Ben Carson
Benjamin Solomon Carson Sr. is an American retired neurosurgeon, academic, author, and government official who served as the 17th United States Secretary of Housing and Urban Development from 2017 to 2021. A pioneer in the field of neurosurgery, he ran for president of the United States in the 2016 Republican primaries. Carson is one of the most prominent black conservatives in the United States.
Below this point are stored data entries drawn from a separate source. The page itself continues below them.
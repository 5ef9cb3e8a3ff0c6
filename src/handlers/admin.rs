// src/handlers/admin.rs

use axum::{
    extract::{Path, Query, State},
    http::StatusCode,
    response::IntoResponse,
    Json,
};
use rust_decimal::Decimal;
use serde::Deserialize;
use utoipa::{IntoParams, ToSchema};
use uuid::Uuid;
use validator::Validate;

use crate::{
    common::error::AppError,
    config::AppState,
    handlers::batches::validate_positive,
    middleware::rbac::{CanAdminister, RequireCapability},
    models::{
        profile::{Profile, Role},
        registry::{UnitOfMeasure, Warehouse},
    },
    services::admin_service::{NewProfileInput, ProfileUpdate},
};

// ---
// Perfis
// ---
#[derive(Debug, Deserialize, Validate, ToSchema)]
#[serde(rename_all = "camelCase")]
pub struct CreateProfilePayload {
    /// ID do usuário no provedor de autenticação
    pub id: Uuid,
    #[validate(email(message = "E-mail inválido."))]
    pub email: String,
    #[validate(length(min = 1, message = "O nome é obrigatório."))]
    pub full_name: String,
    pub role: Role,
    pub warehouse_id: Option<Uuid>,
}

#[utoipa::path(
    post,
    path = "/api/admin/profiles",
    tag = "Admin",
    request_body = CreateProfilePayload,
    responses(
        (status = 201, description = "Perfil provisionado", body = Profile),
        (status = 409, description = "Perfil ou e-mail já existe")
    ),
    security(("api_jwt" = []))
)]
pub async fn create_profile(
    State(app_state): State<AppState>,
    guard: RequireCapability<CanAdminister>,
    Json(payload): Json<CreateProfilePayload>,
) -> Result<impl IntoResponse, AppError> {
    payload.validate()?;

    let profile = app_state
        .admin_service
        .create_profile(
            guard.profile(),
            NewProfileInput {
                id: payload.id,
                email: payload.email,
                full_name: payload.full_name,
                role: payload.role,
                warehouse_id: payload.warehouse_id,
            },
        )
        .await?;

    Ok((StatusCode::CREATED, Json(profile)))
}

#[derive(Debug, Deserialize, IntoParams)]
#[into_params(parameter_in = Query)]
pub struct ProfileQuery {
    pub role: Option<Role>,
}

#[utoipa::path(
    get,
    path = "/api/admin/profiles",
    tag = "Admin",
    params(ProfileQuery),
    responses(
        (status = 200, description = "Perfis cadastrados", body = Vec<Profile>)
    ),
    security(("api_jwt" = []))
)]
pub async fn list_profiles(
    State(app_state): State<AppState>,
    guard: RequireCapability<CanAdminister>,
    Query(query): Query<ProfileQuery>,
) -> Result<impl IntoResponse, AppError> {
    let profiles = app_state.admin_service.list_profiles(guard.profile(), query.role).await?;
    Ok((StatusCode::OK, Json(profiles)))
}

#[derive(Debug, Deserialize, ToSchema)]
#[serde(rename_all = "camelCase")]
pub struct UpdateProfilePayload {
    pub role: Option<Role>,
    pub warehouse_id: Option<Uuid>,
    /// Remove o vínculo com o armazém
    #[serde(default)]
    pub clear_warehouse: bool,
    pub is_active: Option<bool>,
}

#[utoipa::path(
    patch,
    path = "/api/admin/profiles/{id}",
    tag = "Admin",
    request_body = UpdateProfilePayload,
    params(("id" = Uuid, Path, description = "ID do Perfil")),
    responses(
        (status = 200, description = "Perfil atualizado", body = Profile)
    ),
    security(("api_jwt" = []))
)]
pub async fn update_profile(
    State(app_state): State<AppState>,
    guard: RequireCapability<CanAdminister>,
    Path(id): Path<Uuid>,
    Json(payload): Json<UpdateProfilePayload>,
) -> Result<impl IntoResponse, AppError> {
    let profile = app_state
        .admin_service
        .update_profile(
            guard.profile(),
            id,
            ProfileUpdate {
                role: payload.role,
                warehouse_id: payload.warehouse_id,
                clear_warehouse: payload.clear_warehouse,
                is_active: payload.is_active,
            },
        )
        .await?;

    Ok((StatusCode::OK, Json(profile)))
}

// ---
// Armazéns
// ---
#[derive(Debug, Deserialize, Validate, ToSchema)]
#[serde(rename_all = "camelCase")]
pub struct CreateWarehousePayload {
    #[validate(length(min = 1, message = "O nome é obrigatório."))]
    pub name: String,
    #[validate(length(min = 1, message = "A localização é obrigatória."))]
    pub location: String,
    #[validate(custom(function = "validate_positive"))]
    pub capacity: Option<Decimal>,
    pub manager_id: Option<Uuid>,
}

#[utoipa::path(
    post,
    path = "/api/admin/warehouses",
    tag = "Admin",
    request_body = CreateWarehousePayload,
    responses(
        (status = 201, description = "Armazém criado", body = Warehouse)
    ),
    security(("api_jwt" = []))
)]
pub async fn create_warehouse(
    State(app_state): State<AppState>,
    guard: RequireCapability<CanAdminister>,
    Json(payload): Json<CreateWarehousePayload>,
) -> Result<impl IntoResponse, AppError> {
    payload.validate()?;

    let warehouse = app_state
        .admin_service
        .create_warehouse(guard.profile(), &payload.name, &payload.location, payload.capacity, payload.manager_id)
        .await?;

    Ok((StatusCode::CREATED, Json(warehouse)))
}

#[utoipa::path(
    get,
    path = "/api/admin/warehouses",
    tag = "Admin",
    responses(
        (status = 200, description = "Todos os armazéns, inclusive inativos", body = Vec<Warehouse>)
    ),
    security(("api_jwt" = []))
)]
pub async fn list_all_warehouses(
    State(app_state): State<AppState>,
    _guard: RequireCapability<CanAdminister>,
) -> Result<impl IntoResponse, AppError> {
    let warehouses = app_state.admin_service.list_warehouses(false).await?;
    Ok((StatusCode::OK, Json(warehouses)))
}

#[utoipa::path(
    post,
    path = "/api/admin/warehouses/{id}/deactivate",
    tag = "Admin",
    params(("id" = Uuid, Path, description = "ID do Armazém")),
    responses(
        (status = 200, description = "Armazém desativado", body = Warehouse)
    ),
    security(("api_jwt" = []))
)]
pub async fn deactivate_warehouse(
    State(app_state): State<AppState>,
    guard: RequireCapability<CanAdminister>,
    Path(id): Path<Uuid>,
) -> Result<impl IntoResponse, AppError> {
    let warehouse = app_state.admin_service.deactivate_warehouse(guard.profile(), id).await?;
    Ok((StatusCode::OK, Json(warehouse)))
}

// ---
// Unidades de medida
// ---
#[derive(Debug, Deserialize, Validate, ToSchema)]
#[serde(rename_all = "camelCase")]
pub struct CreateUnitPayload {
    #[validate(length(min = 1, message = "O nome é obrigatório."))]
    #[schema(example = "Saca 60kg")]
    pub name: String,
    #[validate(length(min = 1, max = 10, message = "O símbolo deve ter entre 1 e 10 caracteres."))]
    #[schema(example = "sc")]
    pub symbol: String,
}

#[utoipa::path(
    post,
    path = "/api/admin/units",
    tag = "Admin",
    request_body = CreateUnitPayload,
    responses(
        (status = 201, description = "Unidade criada", body = UnitOfMeasure),
        (status = 409, description = "Nome ou símbolo já existe")
    ),
    security(("api_jwt" = []))
)]
pub async fn create_unit(
    State(app_state): State<AppState>,
    guard: RequireCapability<CanAdminister>,
    Json(payload): Json<CreateUnitPayload>,
) -> Result<impl IntoResponse, AppError> {
    payload.validate()?;

    let unit = app_state
        .admin_service
        .create_unit(guard.profile(), &payload.name, &payload.symbol)
        .await?;

    Ok((StatusCode::CREATED, Json(unit)))
}

#[cfg(test)]
mod tests {
    use super::*;

    #[test]
    fn profile_payload_validates_email() {
        let payload: CreateProfilePayload = serde_json::from_str(
            r#"{
                "id": "7b0c8f5e-3f3c-4d55-9a57-1f1f0d1f4a11",
                "email": "nao-e-email",
                "fullName": "Ana",
                "role": "warehouse_manager"
            }"#,
        )
        .unwrap();
        assert!(payload.validate().is_err());
        assert_eq!(payload.role, Role::WarehouseManager);
    }

    #[test]
    fn unit_symbol_length_is_bounded() {
        let payload = CreateUnitPayload { name: "Tonelada".into(), symbol: "tonelada-metrica".into() };
        assert!(payload.validate().is_err());
    }
}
Carson became the youngest chief of pediatric neurosurgery in the United States in 1984, when he took the job at the Johns Hopkins Children's Center at age 33. In 1987, he gained fame for leading a team of surgeons in the first-known separation of conjoined twins joined at the back of the head. He performed the first successful neurosurgical procedure on a fetus inside the womb, developed new methods to treat brain-stem tumors, and revitalized hemispherectomy techniques for controlling seizures. He has written more than 100 neurosurgical publications. He retired from medicine in 2013; at the time, he was professor of neurosurgery, oncology, plastic surgery, and pediatrics at the Johns Hopkins School of Medicine.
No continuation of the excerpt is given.